3 years ago I made my first trip to the Pinalenos and the Arcadia Trail. My wife and I loved the place, however, we got turned back about 1/2 mile from the peak of Heliograph due to monsoons. I promised to come back and complete my trip and today I did. The place has changed from the fires, to be sure. Now a different trail from my first visit, I still find it exceptional and so worthy of a visit.

The trail takes off from the back of the picnic area just above the Arcadia Campground. In typical sky island fashion it pulls no punches. You are climbing and soon enough switchbacking before you even know what hit you. Get used to it, because this trail climbs steadily the whole way. This is little to no flat sections on this trail. As you climb up the canyon, it falls away to your right. Water runs in a small stream down below. You cross over the head of the stream and really enter the canyon proper, with large views down the Pinalenos accompanying you much of the rest of the way. There is intermittent fire damage along the trail, at times heavy. The regrowth is considerable. Ferns, wildflowers galore and higher up aspens are making a strong push.

Some of the lower sections of the trail are slightly overgrown by ferns and other plants, but the path is so well worn, that route finding is never really difficult. So just climb away, enjoying the canyon views and flora as you go. There are deer, butterflies, lizzards and all sorts of birds everywhere.

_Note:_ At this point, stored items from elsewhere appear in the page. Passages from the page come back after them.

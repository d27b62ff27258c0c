//! API error type and [`axum::response::IntoResponse`] implementation.

use axum::{
  Json,
  http::StatusCode,
  response::{IntoResponse, Response},
};
use serde_json::json;
use thiserror::Error;

/// An error returned by an API handler.
#[derive(Debug, Error)]
pub enum ApiError {
  #[error("not found: {0}")]
  NotFound(String),

  #[error("bad request: {0}")]
  BadRequest(String),

  #[error("store error: {0}")]
  Store(#[source] Box<dyn std::error::Error + Send + Sync>),

  #[error(transparent)]
  Engine(tidings_engine::Error),
}

impl ApiError {
  pub(crate) fn store<E>(error: E) -> Self
  where
    E: std::error::Error + Send + Sync + 'static,
  {
    Self::Store(Box::new(error))
  }
}

impl From<tidings_engine::Error> for ApiError {
  fn from(error: tidings_engine::Error) -> Self {
    if error.is_topic_not_found() {
      Self::NotFound(error.to_string())
    } else {
      Self::Engine(error)
    }
  }
}

impl IntoResponse for ApiError {
  fn into_response(self) -> Response {
    let (status, message) = match &self {
      ApiError::NotFound(m) => (StatusCode::NOT_FOUND, m.clone()),
      ApiError::BadRequest(m) => (StatusCode::BAD_REQUEST, m.clone()),
      ApiError::Store(e) => (StatusCode::INTERNAL_SERVER_ERROR, e.to_string()),
      ApiError::Engine(e) => {
        tracing::error!(error = %e, "engine error");
        (StatusCode::INTERNAL_SERVER_ERROR, e.to_string())
      }
    };
    (status, Json(json!({ "error": message }))).into_response()
  }
}
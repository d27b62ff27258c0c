//! Server configuration, deserialised from `config.toml` layered with
//! `TIDINGS_*` environment variables.

use std::path::{Path, PathBuf};

use serde::Deserialize;
use tidings_engine::transport::SmtpConfig;

fn default_host() -> String { "127.0.0.1".into() }
fn default_port() -> u16 { 8080 }
fn default_store_path() -> PathBuf { PathBuf::from("tidings.sqlite") }
fn default_workers() -> usize { 4 }
fn default_summary_interval_secs() -> u64 { 3600 }

#[derive(Debug, Deserialize, Clone)]
pub struct ServerConfig {
  #[serde(default = "default_host")]
  pub host:                  String,
  #[serde(default = "default_port")]
  pub port:                  u16,
  #[serde(default = "default_store_path")]
  pub store_path:            PathBuf,
  #[serde(default = "default_workers")]
  pub workers:               usize,
  #[serde(default = "default_summary_interval_secs")]
  pub summary_interval_secs: u64,
  /// Emails are only logged when absent.
  pub smtp:                  Option<SmtpConfig>,
}

impl ServerConfig {
  pub fn load(path: &Path) -> Result<Self, config::ConfigError> {
    config::Config::builder()
      .add_source(config::File::from(path).required(false))
      .add_source(
        config::Environment::with_prefix("TIDINGS")
          .prefix_separator("_")
          .separator("__")
          .try_parsing(true),
      )
      .build()?
      .try_deserialize()
  }
}

/// Expand a leading `~` to the user's home directory.
pub fn expand_tilde(path: &Path) -> PathBuf {
  let s = path.to_string_lossy();
  if let Some(rest) = s.strip_prefix("~/")
    && let Ok(home) = std::env::var("HOME")
  {
    return PathBuf::from(home).join(rest);
  }
  path.to_path_buf()
}
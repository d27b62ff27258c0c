//! Encoding and decoding helpers between Rust domain types and the plain-text
//! representations stored in SQLite columns.
//!
//! All timestamps are stored as fixed-width RFC 3339 UTC strings with
//! microsecond precision, so lexical order in SQL matches time order. UUIDs are
//! stored as hyphenated lowercase strings. Channels and frequencies use their
//! wire names.

use chrono::{DateTime, SecondsFormat, Utc};
use rusqlite::Row;
use tidings_core::model::{
  Message, QueueItem, Recipient, Subscription, Template, Topic,
};
use uuid::Uuid;

use crate::{Error, Result};

// ─── Scalars ─────────────────────────────────────────────────────────────────

pub fn encode_uuid(id: Uuid) -> String { id.hyphenated().to_string() }

pub fn decode_uuid(s: &str) -> Result<Uuid> { Ok(Uuid::parse_str(s)?) }

pub fn encode_dt(dt: DateTime<Utc>) -> String {
  dt.to_rfc3339_opts(SecondsFormat::Micros, true)
}

pub fn decode_dt(s: &str) -> Result<DateTime<Utc>> {
  DateTime::parse_from_rfc3339(s)
    .map(|dt| dt.with_timezone(&Utc))
    .map_err(|e| Error::DateParse(e.to_string()))
}

/// Truncate to the precision the database keeps, so values handed back from
/// writes compare equal to values read later.
pub fn db_precision(dt: DateTime<Utc>) -> Result<DateTime<Utc>> {
  decode_dt(&encode_dt(dt))
}

// ─── Column lists ────────────────────────────────────────────────────────────

pub const RECIPIENT_COLUMNS: &str =
  "recipient_id, email, first_name, last_name, timezone, created_at";

pub const TOPIC_COLUMNS: &str =
  "topic_id, topic_key, name, description, active, created_at";

pub const TEMPLATE_COLUMNS: &str = "template_id, topic_id, channel, \
   subject_template, body_template, active, created_at";

pub const SUBSCRIPTION_COLUMNS: &str = "subscription_id, topic_id, \
   recipient_id, channel, frequency, daily_hour, active, created_at";

pub const MESSAGE_COLUMNS: &str =
  "message_id, topic_id, subject, body, metadata, created_at";

pub const QUEUE_ITEM_COLUMNS: &str = "queue_item_id, subscription_id, \
   message_id, recipient_id, channel, distribute_at, distributed_at, \
   created_at";

// ─── Row types ───────────────────────────────────────────────────────────────

/// Raw strings read directly from a `recipients` row.
pub struct RawRecipient {
  pub recipient_id: String,
  pub email:        String,
  pub first_name:   Option<String>,
  pub last_name:    Option<String>,
  pub timezone:     Option<String>,
  pub created_at:   String,
}

impl RawRecipient {
  pub fn from_row(row: &Row<'_>) -> rusqlite::Result<Self> {
    Ok(Self {
      recipient_id: row.get(0)?,
      email:        row.get(1)?,
      first_name:   row.get(2)?,
      last_name:    row.get(3)?,
      timezone:     row.get(4)?,
      created_at:   row.get(5)?,
    })
  }

  pub fn into_recipient(self) -> Result<Recipient> {
    Ok(Recipient {
      recipient_id: decode_uuid(&self.recipient_id)?,
      email:        self.email,
      first_name:   self.first_name,
      last_name:    self.last_name,
      timezone:     self.timezone,
      created_at:   decode_dt(&self.created_at)?,
    })
  }
}

/// Raw values read directly from a `topics` row.
pub struct RawTopic {
  pub topic_id:    String,
  pub key:         String,
  pub name:        String,
  pub description: Option<String>,
  pub active:      bool,
  pub created_at:  String,
}

impl RawTopic {
  pub fn from_row(row: &Row<'_>) -> rusqlite::Result<Self> {
    Ok(Self {
      topic_id:    row.get(0)?,
      key:         row.get(1)?,
      name:        row.get(2)?,
      description: row.get(3)?,
      active:      row.get(4)?,
      created_at:  row.get(5)?,
    })
  }

  pub fn into_topic(self) -> Result<Topic> {
    Ok(Topic {
      topic_id:    decode_uuid(&self.topic_id)?,
      key:         self.key,
      name:        self.name,
      description: self.description,
      active:      self.active,
      created_at:  decode_dt(&self.created_at)?,
    })
  }
}

/// Raw values read directly from a `templates` row.
pub struct RawTemplate {
  pub template_id:      String,
  pub topic_id:         String,
  pub channel:          String,
  pub subject_template: String,
  pub body_template:    String,
  pub active:           bool,
  pub created_at:       String,
}

impl RawTemplate {
  pub fn from_row(row: &Row<'_>) -> rusqlite::Result<Self> {
    Ok(Self {
      template_id:      row.get(0)?,
      topic_id:         row.get(1)?,
      channel:          row.get(2)?,
      subject_template: row.get(3)?,
      body_template:    row.get(4)?,
      active:           row.get(5)?,
      created_at:       row.get(6)?,
    })
  }

  pub fn into_template(self) -> Result<Template> {
    Ok(Template {
      template_id:      decode_uuid(&self.template_id)?,
      topic_id:         decode_uuid(&self.topic_id)?,
      channel:          self.channel.parse()?,
      subject_template: self.subject_template,
      body_template:    self.body_template,
      active:           self.active,
      created_at:       decode_dt(&self.created_at)?,
    })
  }
}

/// Raw values read directly from a `subscriptions` row.
pub struct RawSubscription {
  pub subscription_id: String,
  pub topic_id:        String,
  pub recipient_id:    String,
  pub channel:         String,
  pub frequency:       String,
  pub daily_hour:      Option<u8>,
  pub active:          bool,
  pub created_at:      String,
}

impl RawSubscription {
  /// Reads the subscription columns starting at `offset`, so joined rows can
  /// reuse it.
  pub fn from_row_at(row: &Row<'_>, offset: usize) -> rusqlite::Result<Self> {
    Ok(Self {
      subscription_id: row.get(offset)?,
      topic_id:        row.get(offset + 1)?,
      recipient_id:    row.get(offset + 2)?,
      channel:         row.get(offset + 3)?,
      frequency:       row.get(offset + 4)?,
      daily_hour:      row.get(offset + 5)?,
      active:          row.get(offset + 6)?,
      created_at:      row.get(offset + 7)?,
    })
  }

  pub fn into_subscription(self) -> Result<Subscription> {
    Ok(Subscription {
      subscription_id: decode_uuid(&self.subscription_id)?,
      topic_id:        decode_uuid(&self.topic_id)?,
      recipient_id:    decode_uuid(&self.recipient_id)?,
      channel:         self.channel.parse()?,
      frequency:       self.frequency.parse()?,
      daily_hour:      self.daily_hour,
      active:          self.active,
      created_at:      decode_dt(&self.created_at)?,
    })
  }
}

/// Raw strings read directly from a `messages` row.
pub struct RawMessage {
  pub message_id: String,
  pub topic_id:   String,
  pub subject:    String,
  pub body:       String,
  pub metadata:   String,
  pub created_at: String,
}

impl RawMessage {
  pub fn from_row(row: &Row<'_>) -> rusqlite::Result<Self> {
    Ok(Self {
      message_id: row.get(0)?,
      topic_id:   row.get(1)?,
      subject:    row.get(2)?,
      body:       row.get(3)?,
      metadata:   row.get(4)?,
      created_at: row.get(5)?,
    })
  }

  pub fn into_message(self) -> Result<Message> {
    Ok(Message {
      message_id: decode_uuid(&self.message_id)?,
      topic_id:   decode_uuid(&self.topic_id)?,
      subject:    self.subject,
      body:       self.body,
      metadata:   serde_json::from_str(&self.metadata)?,
      created_at: decode_dt(&self.created_at)?,
    })
  }
}

/// Raw strings read directly from a `queue_items` row.
pub struct RawQueueItem {
  pub queue_item_id:   String,
  pub subscription_id: String,
  pub message_id:      String,
  pub recipient_id:    String,
  pub channel:         String,
  pub distribute_at:   String,
  pub distributed_at:  Option<String>,
  pub created_at:      String,
}

impl RawQueueItem {
  pub fn from_row(row: &Row<'_>) -> rusqlite::Result<Self> {
    Ok(Self {
      queue_item_id:   row.get(0)?,
      subscription_id: row.get(1)?,
      message_id:      row.get(2)?,
      recipient_id:    row.get(3)?,
      channel:         row.get(4)?,
      distribute_at:   row.get(5)?,
      distributed_at:  row.get(6)?,
      created_at:      row.get(7)?,
    })
  }

  pub fn into_queue_item(self) -> Result<QueueItem> {
    Ok(QueueItem {
      queue_item_id:   decode_uuid(&self.queue_item_id)?,
      subscription_id: decode_uuid(&self.subscription_id)?,
      message_id:      decode_uuid(&self.message_id)?,
      recipient_id:    decode_uuid(&self.recipient_id)?,
      channel:         self.channel.parse()?,
      distribute_at:   decode_dt(&self.distribute_at)?,
      distributed_at:  self
        .distributed_at
        .as_deref()
        .map(decode_dt)
        .transpose()?,
      created_at:      decode_dt(&self.created_at)?,
    })
  }
}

After two miles and considerable elevation gain you reach a junction with Noon Creek Trail, which breaks off from to your right. You will continue straight for about 2 more miles of steady climbing. Periodically you will run up on the ridge cutting down the canyon and you can look down forever (and see the Swift Trail far, far below). In the upper reaches, the fire damage is at times more evident. So is the regrowth. There is a very healthy lot of aspens coming in, and as of now they are starting to turn. This upper stretch is pretty relentless climbing.

At about 4 miles you will reach a signed junction for the formal trail to Heliograph peak (328a). It is one mile to the peak. The trail breaks off to the left. This last stretch climbs just as steeply, if not more so. There are intermittent aspen stands and great views out towards Mt. Graham. There is some more burn evidence too. The trail occasionally gets a little thin here, but there are cairns and cutlines that are easy enough to follow. Near the top, you peak out in the most awesome little clearing where there is deep grass, treetrunks and heavy aspens. This is probably the best part of the hike, an excellent place to hang out. You can see the watchtower to your left. The trail deadends at a gravel road. Hang a left at the sign and walk a couple hundred feet to the summit. There is an active lookout here (which they ask you not to climb) and great views. Very, very nice. You can head back the way you came, follow the gravel road around to your right and loop back to trail 328a or take the gravel road all the way back to Shannon Campground and hike the Arcadia Trail back from there.

Enjoy this hike, though it has certainly changed it is still magnificent. I am thrilled that I kept my promise.

Check out the Official Route and Triplogs.

This is a more difficult hike. It would be unwise to attempt this without prior experience hiking.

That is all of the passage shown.